How to classify noninvasive encapsulated thyroid tumors into encapsulated PTC, NIFTP, NEPRAS, and FA, as we have recommended, is shown in Fig. 5 using nuclear features (BRAF-type PTC nuclear features or RAS-type papillary-like nuclear features) and growth patterns (follicular growth or papillary growth).
A hyalinizing trabecular tumor is a rare thyroid neoplasm of follicular cell origin with very low malignant potential. The tumor was moved from a benign group of “thyroid adenoma and related tumors” in the 2004 WHO classification to a separate category, where it is classified as a neoplasm of uncertain behavior with an ICD-O behavior code of /1 in the 2017 WHO classification [2]. Hyalinizing trabecular tumors have a very good prognosis. To date, only one case with lung metastasis has been reported [4], and regional lymph node metastases are reported in another case [30]. However, these cases with adverse outcomes have been criticized as a misdiagnosis of encapsulated solid/trabecular PTC.
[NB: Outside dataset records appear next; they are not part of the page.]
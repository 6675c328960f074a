mod command;
mod ledger;
mod locomotion;
mod tick;

pub use command::{Buttons, LocomotionCommand, SequenceId};
pub use ledger::{ClientInputLedger, ServerInputLedger};
pub use locomotion::{KinematicMover, Locomotion, MovementConfig};
pub use tick::FixedTimestep;
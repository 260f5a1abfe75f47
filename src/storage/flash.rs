//! `KeyValueStore` on internal flash via `sequential-storage`.

use core::ops::Range;

use defmt::{error, warn};
use embedded_storage_async::nor_flash::MultiwriteNorFlash;
use sequential_storage::cache::NoCache;
use sequential_storage::map::{fetch_item, store_item};

use super::{KeyValueStore, StorageKey};
use crate::config::{STORAGE_FLASH_PAGE_COUNT, STORAGE_FLASH_PAGE_START};
use crate::error::{Error, StorageError};

/// Flash page size for nRF52840 (4 KB).
const FLASH_PAGE_SIZE: u32 = 4096;

/// Start address of our storage region.
const STORAGE_START: u32 = STORAGE_FLASH_PAGE_START * FLASH_PAGE_SIZE;

/// End address (exclusive) of our storage region.
const STORAGE_END: u32 = (STORAGE_FLASH_PAGE_START + STORAGE_FLASH_PAGE_COUNT) * FLASH_PAGE_SIZE;

/// Scratch buffer for one map item (1 key byte + 8 value bytes + header).
const ITEM_BUFFER_SIZE: usize = 32;

pub struct FlashStore<F> {
    flash: F,
    range: Range<u32>,
}

impl<F: MultiwriteNorFlash> FlashStore<F> {
    pub fn new(flash: F) -> Self {
        Self {
            flash,
            range: STORAGE_START..STORAGE_END,
        }
    }
}

fn map_error<E>(e: sequential_storage::Error<E>, fallback: StorageError) -> Error {
    match e {
        sequential_storage::Error::Corrupted { .. } => StorageError::Corrupt.into(),
        _ => fallback.into(),
    }
}

impl<F: MultiwriteNorFlash> KeyValueStore for FlashStore<F> {
    async fn write(&mut self, key: StorageKey, value: u64) -> Result<(), Error> {
        let mut buf = [0u8; ITEM_BUFFER_SIZE];
        store_item::<u8, u64, _>(
            &mut self.flash,
            self.range.clone(),
            &mut NoCache::new(),
            &mut buf,
            &key.id(),
            &value,
        )
        .await
        .map_err(|e| {
            error!("Flash write error on {}: {:?}", key.name(), defmt::Debug2Format(&e));
            map_error(e, StorageError::Write)
        })
    }

    async fn read(&mut self, key: StorageKey) -> Result<Option<u64>, Error> {
        let mut buf = [0u8; ITEM_BUFFER_SIZE];
        fetch_item::<u8, u64, _>(
            &mut self.flash,
            self.range.clone(),
            &mut NoCache::new(),
            &mut buf,
            &key.id(),
        )
        .await
        .map_err(|e| {
            warn!("Flash read error on {}: {:?}", key.name(), defmt::Debug2Format(&e));
            map_error(e, StorageError::Read)
        })
    }
}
Because hyalinizing trabecular tumors have PTC-type nuclear features, including intranuclear grooves and pseudoinclusions, they can be challenging to diagnose in fine-needle aspiration cytology (Fig. 6). More than half of the tumors were diagnosed as PTC or suspicious for PTC [31].
Although RET/PTC fusions characteristic of PTC were reported in early studies [4], subsequent studies confirmed no RET/PTC rearrangements in the tumors using more accurate molecular diagnostic methods [31]. Recent studies reported the PAX8/GLIS fusions to be a genetic hallmark of hyalinizing trabecular tumor [31,32]. No PAX8/GLIS fusions have been found in other types of thyroid tumors to date [3134]. Because all hyalinizing trabecular tumors with fully developed histopathologic features of the tumor had PAX8/GLIS fusions and benign clinical behavior, Nikiforova et al. [34] suggested that the diagnostic term for these tumors should be “GLIS-rearranged hyalinizing trabecular adenoma” changing the current term of “tumor” to “adenoma.”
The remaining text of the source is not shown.